**TASK GOAL**
Once the line containing "use crate::error::Result;" is found in the records below, return it and each following line exactly, up to and including the line containing "let len = file.metadata()?.len();", and nothing else.

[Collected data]
■ ■ ■ ■ ■

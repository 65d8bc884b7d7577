//! Memory-mapped PARAM.SFO files
//!
//! Mapping hanya hidup selama satu panggilan decode/encode. Document
//! yang dihasilkan meng-copy semua data, jadi tidak meminjam mapping.

use std::fs::{File, OpenOptions};
use std::path::Path;

use memmap2::{Mmap, MmapOptions};
use tracing::debug;

use crate::config::EncodeConfig;
use crate::error::Result;
use crate::format::{CodecError, Decoder, Document, Encoder, Header, HEADER_SIZE};

/// Decode the PARAM.SFO file at `path`.
pub fn read_file<P: AsRef<Path>>(path: P) -> Result<Document> {
    let (_, doc) = inspect_file(path)?;
    Ok(doc)
}

/// Decode the file at `path`, also returning its parsed header.
pub fn inspect_file<P: AsRef<Path>>(path: P) -> Result<(Header, Document)> {
    let path = path.as_ref();
    let file = File::open(path)?;
    let len = file.metadata()?.len();

    // Zero-length mappings fail on some platforms
    if len == 0 {
        return Err(CodecError::TruncatedHeader {
            required: HEADER_SIZE,
            len: 0,
        }
        .into());
    }

    // SAFETY: Mapping read-only dan dilepas sebelum fungsi return;
    // file tidak boleh di-truncate selama decode berjalan.
    let mmap = unsafe { Mmap::map(&file)? };

    let decoder = Decoder::new(&mmap)?;
    let header = *decoder.header();
    let doc = decoder.into_document()?;

    debug!(path = %path.display(), size = len, entries = doc.len(), "read PARAM.SFO");
    Ok((header, doc))
}

/// Encode `doc` and write it to `path` with the default configuration.
pub fn write_file<P: AsRef<Path>>(path: P, doc: &Document) -> Result<()> {
    write_file_with(path, doc, EncodeConfig::default())
}

/// Encode `doc` with `config` and write it to `path`, replacing any content.
pub fn write_file_with<P: AsRef<Path>>(path: P, doc: &Document, config: EncodeConfig) -> Result<()> {
    let path = path.as_ref();
    let mut encoder = Encoder::new(config);
    let bytes = encoder.encode(doc)?;

    let file = OpenOptions::new()
        .read(true)
        .write(true)
        .create(true)
        .truncate(true)
        .open(path)?;
    file.set_len(bytes.len() as u64)?;

    // SAFETY: File dibuka read/write dan sudah di-size ke bytes.len();
    // header 20 bytes menjamin panjang mapping > 0.
    let mut mmap = unsafe { MmapOptions::new().len(bytes.len()).map_mut(&file)? };
    mmap.copy_from_slice(bytes);
    mmap.flush()?;

    debug!(path = %path.display(), size = bytes.len(), entries = doc.len(), "wrote PARAM.SFO");
    Ok(())
}

#[cfg(test)]
mod tests {
    use super::*;
    use crate::config::SlotPolicy;
    use crate::error::Error;
    use crate::format::{keys, Entry};

    fn sample() -> Document {
        Document::default()
            .with_entry(Entry::text(keys::TITLE, "Forest Guardian: Nature's Call"))
            .with_entry(Entry::text(keys::TITLE_ID, "BCES10101"))
            .with_entry(Entry::integer(keys::PARENTAL_LEVEL, 1))
    }

    #[test]
    fn test_write_then_read() {
        let dir = tempfile::tempdir().unwrap();
        let path = dir.path().join("PARAM.SFO");

        write_file(&path, &sample()).unwrap();
        let doc = read_file(&path).unwrap();

        assert_eq!(doc, sample());
    }

    #[test]
    fn test_overwrite_shrinks_file() {
        let dir = tempfile::tempdir().unwrap();
        let path = dir.path().join("PARAM.SFO");

        let padded = sample().with_entry(Entry::text(keys::LICENSE, "x").with_max_len(4096));
        write_file_with(
            &path,
            &padded,
            EncodeConfig::default().slot_policy(SlotPolicy::Reserved),
        )
        .unwrap();
        write_file(&path, &sample()).unwrap();

        let (header, doc) = inspect_file(&path).unwrap();
        assert_eq!(header.entry_count, 3);
        assert_eq!(doc.title_id(), Some("BCES10101"));
        assert!(std::fs::metadata(&path).unwrap().len() < 4096);
    }

    #[test]
    fn test_empty_file() {
        let file = tempfile::NamedTempFile::new().unwrap();
        assert!(matches!(
            read_file(file.path()),
            Err(Error::Codec(CodecError::TruncatedHeader { len: 0, .. }))
        ));
    }

    #[test]
    fn test_missing_file() {
        let dir = tempfile::tempdir().unwrap();
        assert!(matches!(
            read_file(dir.path().join("nope.sfo")),
            Err(Error::Io(_))
        ));
    }
}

■ ■ ■ ■ ■

**COMPLETED EXERCISE**
use crate::error::Result;
use crate::format::{CodecError, Decoder, Document, Encoder, Header, HEADER_SIZE};

/// Decode the PARAM.SFO file at `path`.
pub fn read_file<P: AsRef<Path>>(path: P) -> Result<Document> {
    let (_, doc) = inspect_file(path)?;
    Ok(doc)
}

/// Decode the file at `path`, also returning its parsed header.
pub fn inspect_file<P: AsRef<Path>>(path: P) -> Result<(Header, Document)> {
    let path = path.as_ref();
    let file = File::open(path)?;
    let len = file.metadata()?.len();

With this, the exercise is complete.